* **WHAT IS REQUIRED**
Hunt for the word "HashMap" across the entries below, copying each line that holds it.
************
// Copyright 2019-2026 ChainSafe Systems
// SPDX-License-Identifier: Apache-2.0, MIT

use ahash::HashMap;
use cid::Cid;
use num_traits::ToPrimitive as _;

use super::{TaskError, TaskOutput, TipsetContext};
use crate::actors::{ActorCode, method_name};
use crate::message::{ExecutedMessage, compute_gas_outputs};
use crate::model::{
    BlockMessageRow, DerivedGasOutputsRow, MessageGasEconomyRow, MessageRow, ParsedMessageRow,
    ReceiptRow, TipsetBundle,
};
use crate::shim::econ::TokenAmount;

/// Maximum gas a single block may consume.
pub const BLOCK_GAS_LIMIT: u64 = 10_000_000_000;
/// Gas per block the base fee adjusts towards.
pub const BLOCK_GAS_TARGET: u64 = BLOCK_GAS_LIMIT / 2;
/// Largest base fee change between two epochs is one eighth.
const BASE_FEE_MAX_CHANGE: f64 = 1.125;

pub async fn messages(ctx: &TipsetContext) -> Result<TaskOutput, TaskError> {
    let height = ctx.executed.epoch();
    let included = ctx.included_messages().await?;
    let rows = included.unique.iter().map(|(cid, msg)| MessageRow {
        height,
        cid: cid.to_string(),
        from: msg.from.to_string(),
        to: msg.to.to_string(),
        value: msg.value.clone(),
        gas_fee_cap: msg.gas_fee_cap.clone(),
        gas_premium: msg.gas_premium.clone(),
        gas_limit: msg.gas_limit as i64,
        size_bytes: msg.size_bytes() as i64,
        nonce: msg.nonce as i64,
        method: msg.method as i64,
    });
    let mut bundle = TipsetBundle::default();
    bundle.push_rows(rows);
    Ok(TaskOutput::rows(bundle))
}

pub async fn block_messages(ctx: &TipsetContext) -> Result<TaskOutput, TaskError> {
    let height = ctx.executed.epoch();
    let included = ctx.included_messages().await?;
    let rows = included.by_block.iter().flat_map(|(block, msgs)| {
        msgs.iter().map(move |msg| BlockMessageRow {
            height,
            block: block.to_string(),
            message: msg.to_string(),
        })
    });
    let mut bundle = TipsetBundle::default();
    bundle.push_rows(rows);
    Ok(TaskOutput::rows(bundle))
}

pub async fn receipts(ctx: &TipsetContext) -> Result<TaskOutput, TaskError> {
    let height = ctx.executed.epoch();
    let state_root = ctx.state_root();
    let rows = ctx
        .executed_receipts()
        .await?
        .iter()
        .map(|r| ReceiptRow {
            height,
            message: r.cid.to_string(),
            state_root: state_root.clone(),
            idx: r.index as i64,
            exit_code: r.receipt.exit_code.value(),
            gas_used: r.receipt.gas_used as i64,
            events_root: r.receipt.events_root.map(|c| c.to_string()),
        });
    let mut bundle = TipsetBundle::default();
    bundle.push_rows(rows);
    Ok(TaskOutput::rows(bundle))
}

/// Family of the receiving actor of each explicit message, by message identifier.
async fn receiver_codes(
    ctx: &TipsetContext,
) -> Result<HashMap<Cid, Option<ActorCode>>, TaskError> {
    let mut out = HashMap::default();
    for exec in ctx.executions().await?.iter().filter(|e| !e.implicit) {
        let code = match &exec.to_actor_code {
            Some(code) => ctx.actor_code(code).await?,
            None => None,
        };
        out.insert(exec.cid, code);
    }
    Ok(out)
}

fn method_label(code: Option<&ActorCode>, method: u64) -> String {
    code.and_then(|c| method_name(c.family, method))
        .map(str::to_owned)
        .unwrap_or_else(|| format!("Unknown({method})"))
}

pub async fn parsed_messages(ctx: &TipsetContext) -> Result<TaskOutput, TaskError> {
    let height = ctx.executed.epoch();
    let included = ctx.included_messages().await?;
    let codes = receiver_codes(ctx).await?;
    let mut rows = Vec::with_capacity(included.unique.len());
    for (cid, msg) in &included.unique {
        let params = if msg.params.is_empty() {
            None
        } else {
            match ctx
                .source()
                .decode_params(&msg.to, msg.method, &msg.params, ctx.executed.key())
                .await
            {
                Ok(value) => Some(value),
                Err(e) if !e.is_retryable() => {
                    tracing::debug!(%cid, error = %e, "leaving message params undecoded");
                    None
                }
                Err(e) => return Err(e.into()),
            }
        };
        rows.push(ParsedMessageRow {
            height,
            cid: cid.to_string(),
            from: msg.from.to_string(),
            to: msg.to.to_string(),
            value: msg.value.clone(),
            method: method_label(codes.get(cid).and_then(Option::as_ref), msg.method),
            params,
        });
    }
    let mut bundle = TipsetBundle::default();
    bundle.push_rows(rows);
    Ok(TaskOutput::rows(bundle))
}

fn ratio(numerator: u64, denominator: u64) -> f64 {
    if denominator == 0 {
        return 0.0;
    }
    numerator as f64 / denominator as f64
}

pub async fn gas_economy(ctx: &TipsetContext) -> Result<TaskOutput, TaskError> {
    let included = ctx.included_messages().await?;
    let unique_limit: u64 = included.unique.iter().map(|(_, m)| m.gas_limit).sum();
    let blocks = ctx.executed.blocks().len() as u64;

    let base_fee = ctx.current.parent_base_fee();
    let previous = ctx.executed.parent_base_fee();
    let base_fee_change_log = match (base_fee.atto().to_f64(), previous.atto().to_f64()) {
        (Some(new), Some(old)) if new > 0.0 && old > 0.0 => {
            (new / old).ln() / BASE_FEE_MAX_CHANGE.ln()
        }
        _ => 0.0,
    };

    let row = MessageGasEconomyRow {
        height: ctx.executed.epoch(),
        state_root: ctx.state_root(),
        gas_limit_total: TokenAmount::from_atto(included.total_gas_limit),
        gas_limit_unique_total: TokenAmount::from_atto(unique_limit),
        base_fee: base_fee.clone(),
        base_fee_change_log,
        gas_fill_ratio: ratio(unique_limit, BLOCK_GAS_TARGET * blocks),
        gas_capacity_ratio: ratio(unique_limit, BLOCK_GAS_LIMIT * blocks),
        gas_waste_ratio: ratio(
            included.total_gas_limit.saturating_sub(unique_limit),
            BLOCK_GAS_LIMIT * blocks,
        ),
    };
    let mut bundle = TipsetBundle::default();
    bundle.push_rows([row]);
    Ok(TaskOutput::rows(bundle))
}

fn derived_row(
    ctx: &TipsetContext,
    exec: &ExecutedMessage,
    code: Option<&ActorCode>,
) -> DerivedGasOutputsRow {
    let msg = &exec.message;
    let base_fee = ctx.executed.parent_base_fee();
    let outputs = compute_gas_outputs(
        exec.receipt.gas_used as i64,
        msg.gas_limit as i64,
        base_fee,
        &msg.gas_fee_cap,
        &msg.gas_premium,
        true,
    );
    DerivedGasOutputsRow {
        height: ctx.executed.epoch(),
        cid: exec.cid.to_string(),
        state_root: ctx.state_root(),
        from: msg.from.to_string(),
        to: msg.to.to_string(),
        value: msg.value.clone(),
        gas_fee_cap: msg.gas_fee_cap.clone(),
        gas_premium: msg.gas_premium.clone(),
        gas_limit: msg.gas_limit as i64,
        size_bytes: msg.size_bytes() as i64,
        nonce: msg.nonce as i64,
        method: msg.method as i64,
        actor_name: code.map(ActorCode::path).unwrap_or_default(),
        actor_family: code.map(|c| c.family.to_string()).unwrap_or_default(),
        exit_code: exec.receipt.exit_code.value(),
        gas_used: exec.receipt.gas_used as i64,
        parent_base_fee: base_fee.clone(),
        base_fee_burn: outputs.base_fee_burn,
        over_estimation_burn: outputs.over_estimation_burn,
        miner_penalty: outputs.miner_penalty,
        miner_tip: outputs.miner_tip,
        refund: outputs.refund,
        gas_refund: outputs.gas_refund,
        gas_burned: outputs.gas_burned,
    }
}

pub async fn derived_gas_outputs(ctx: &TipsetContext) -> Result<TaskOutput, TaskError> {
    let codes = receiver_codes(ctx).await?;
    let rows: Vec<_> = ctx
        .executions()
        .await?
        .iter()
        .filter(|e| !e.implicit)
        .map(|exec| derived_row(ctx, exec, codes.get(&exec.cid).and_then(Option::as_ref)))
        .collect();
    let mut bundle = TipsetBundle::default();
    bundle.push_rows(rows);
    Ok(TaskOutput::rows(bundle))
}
************
* **RESULT OF THE EXERCISE**
use ahash::HashMap;
) -> Result<HashMap<Cid, Option<ActorCode>>, TaskError> {
    let mut out = HashMap::default();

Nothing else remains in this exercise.